▶ _Assignment_
Give only the number of lines in the records that contain the word "MidiBackend".

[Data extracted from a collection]
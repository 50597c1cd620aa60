use axum::http::StatusCode;
use axum::response::{IntoResponse, Response};
use axum::Json;
use patterncore_engine::EngineError;
use patterncore_model::ModelError;
use patterncore_router::SenderError;
use patterncore_store::StoreError;
use serde_json::json;
use thiserror::Error;

/// Every way a request can fail, mapped to the status codes in the error
/// handling design: validation -> 422, not-found -> 404, conflict -> 409,
/// extension transform failure -> 500. Transient I/O (UDP/MIDI write
/// failures) never reaches here — those are logged and counted inside the
/// router/senders and never surfaced to HTTP.
#[derive(Error, Debug)]
pub enum ApiError {
    #[error(transparent)]
    Validation(#[from] ModelError),

    #[error("{0}")]
    NotFound(String),

    #[error("{0}")]
    Conflict(String),

    #[error("extension `{extension}` failed: {detail}")]
    ExtensionTransform { extension: String, detail: String },

    #[error("midi backend error: {0}")]
    MidiBackend(String),
}

impl From<EngineError> for ApiError {
    fn from(err: EngineError) -> Self {
        match err {
            EngineError::InvalidSession(e) => ApiError::Validation(e),
            EngineError::UnknownChange(id) => ApiError::NotFound(format!("unknown pending change id `{id}`")),
            EngineError::UnknownTrack(id) => ApiError::NotFound(format!("unknown track id `{id}`")),
            EngineError::UnknownScene(name) => ApiError::NotFound(format!("unknown scene `{name}`")),
            EngineError::ExtensionTransform { extension, detail } => {
                ApiError::ExtensionTransform { extension, detail }
            }
        }
    }
}

impl From<StoreError> for ApiError {
    fn from(err: StoreError) -> Self {
        match err {
            StoreError::InvalidSession(e) => ApiError::Validation(e),
            StoreError::UnknownClient(id) => ApiError::NotFound(format!("unknown client id `{id}`")),
        }
    }
}

impl From<SenderError> for ApiError {
    fn from(err: SenderError) -> Self {
        ApiError::MidiBackend(err.to_string())
    }
}

impl ApiError {
    fn status(&self) -> StatusCode {
        match self {
            ApiError::Validation(_) => StatusCode::UNPROCESSABLE_ENTITY,
            ApiError::NotFound(_) => StatusCode::NOT_FOUND,
            ApiError::Conflict(_) => StatusCode::CONFLICT,
            ApiError::ExtensionTransform { .. } => StatusCode::INTERNAL_SERVER_ERROR,
            ApiError::MidiBackend(_) => StatusCode::INTERNAL_SERVER_ERROR,
        }
    }
}

impl IntoResponse for ApiError {
    fn into_response(self) -> Response {
        let status = self.status();
        let body = match &self {
            ApiError::Validation(e) => json!({"error": "validation", "detail": e.to_string()}),
            ApiError::ExtensionTransform { extension, detail } => {
                json!({"error": "extension_transform", "extension": extension, "detail": detail})
            }
            other => json!({"error": status.canonical_reason().unwrap_or("error"), "detail": other.to_string()}),
        };
        (status, Json(body)).into_response()
    }
}
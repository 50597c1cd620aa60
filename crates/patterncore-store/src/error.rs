use thiserror::Error;

#[derive(Error, Debug, Clone, PartialEq)]
pub enum StoreError {
    #[error("session rejected: {0}")]
    InvalidSession(#[from] patterncore_model::ModelError),

    #[error("unknown client id `{0}`")]
    UnknownClient(String),
}

pub type Result<T> = std::result::Result<T, StoreError>;
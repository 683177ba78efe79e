//! Reading RESP frames from client connections.

use bytes::BytesMut;
use thiserror::Error;
use tokio::io::AsyncReadExt;

use crate::resp::{RespError, RespValue};

/// Errors that can occur while reading commands from a network stream.
#[derive(Error, Debug, PartialEq)]
pub enum CommandReadError {
    #[error("I/O error: {0}")]
    IoError(String),
    #[error("Connection closed")]
    ConnectionClosed,
    #[error("RESP parse error")]
    RespParseError(#[from] RespError),
}

impl CommandReadError {
    pub fn as_string(&self) -> String {
        match self {
            CommandReadError::IoError(msg) => RespValue::Error(format!("ERR {}", msg)).encode(),
            CommandReadError::ConnectionClosed => {
                RespValue::Error("ERR connection closed".to_string()).encode()
            }
            CommandReadError::RespParseError(err) => err.as_string(),
        }
    }
}

/// Reads from `reader` until at least one complete RESP frame is buffered and
/// returns every complete frame, in arrival order.
///
/// Bytes belonging to a trailing partial frame stay in `buffer` for the next
/// call. A malformed frame clears the buffer, since there is no way to find
/// the start of the next frame in it.
pub async fn read_and_parse_resp<R>(
    reader: &mut R,
    buffer: &mut BytesMut,
) -> Result<Vec<RespValue>, CommandReadError>
where
    R: AsyncReadExt + Unpin,
{
    loop {
        let mut frames = Vec::new();

        loop {
            match RespValue::parse_frame(buffer) {
                Ok(Some(frame)) => frames.push(frame),
                Ok(None) => break,
                Err(e) => {
                    buffer.clear();
                    return Err(e.into());
                }
            }
        }

        if !frames.is_empty() {
            return Ok(frames);
        }

        let bytes_read = reader
            .read_buf(buffer)
            .await
            .map_err(|e| CommandReadError::IoError(e.to_string()))?;

        if bytes_read == 0 {
            return Err(CommandReadError::ConnectionClosed);
        }
    }
}
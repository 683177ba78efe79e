use redis_keyspace::commands::CommandError;

use crate::test_utils::{TestEnv, TestUtils};

#[tokio::test]
async fn test_handle_lpop_command() {
    let mut env = TestEnv::new();

    env.exec_command_immediate_success_response(
        TestUtils::rpush_command("fruits", &["mango", "raspberry"]),
        &TestUtils::client_address(41844),
        &TestUtils::expected_integer(2),
    )
    .await;

    let test_cases = vec![
        TestUtils::expected_bulk_string("mango"),
        TestUtils::expected_bulk_string("raspberry"),
        TestUtils::expected_null(),
    ];

    for expected in test_cases {
        env.exec_command_immediate_success_response(
            TestUtils::lpop_command("fruits"),
            &TestUtils::client_address(41844),
            &expected,
        )
        .await;
    }

    env.exec_command_immediate_success_response(
        TestUtils::exists_command(&["fruits"]),
        &TestUtils::client_address(41844),
        &TestUtils::expected_integer(0),
    )
    .await;
}

#[tokio::test]
async fn test_handle_lpop_command_multiple_items() {
    let mut env = TestEnv::new();

    env.exec_command_immediate_success_response(
        TestUtils::rpush_command("fruits", &["mango", "raspberry", "apple", "kiwi"]),
        &TestUtils::client_address(41844),
        &TestUtils::expected_integer(4),
    )
    .await;

    let test_cases = vec![
        (2, TestUtils::expected_bulk_string_array(&["mango", "raspberry"])),
        (5, TestUtils::expected_bulk_string_array(&["apple", "kiwi"])),
        (1, TestUtils::expected_null_array()),
    ];

    for (count, expected) in test_cases {
        env.exec_command_immediate_success_response(
            TestUtils::lpop_command_multiple_items("fruits", count),
            &TestUtils::client_address(41844),
            &expected,
        )
        .await;
    }
}

#[tokio::test]
async fn test_handle_lpop_command_invalid() {
    let mut env = TestEnv::new();

    let test_cases = vec![
        (
            TestUtils::invalid_command(&["LPOP"]),
            CommandError::WrongNumberOfArguments("lpop".to_string()),
        ),
        (
            TestUtils::invalid_command(&["LPOP", "fruits", "-1"]),
            CommandError::InvalidLPopCount,
        ),
        (
            TestUtils::invalid_command(&["LPOP", "fruits", "two"]),
            CommandError::InvalidLPopCount,
        ),
    ];

    for (command, expected_error) in test_cases {
        env.exec_command_immediate_error_response(
            command,
            &TestUtils::client_address(41844),
            expected_error,
        )
        .await;
    }
}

▶ _Completed task_
3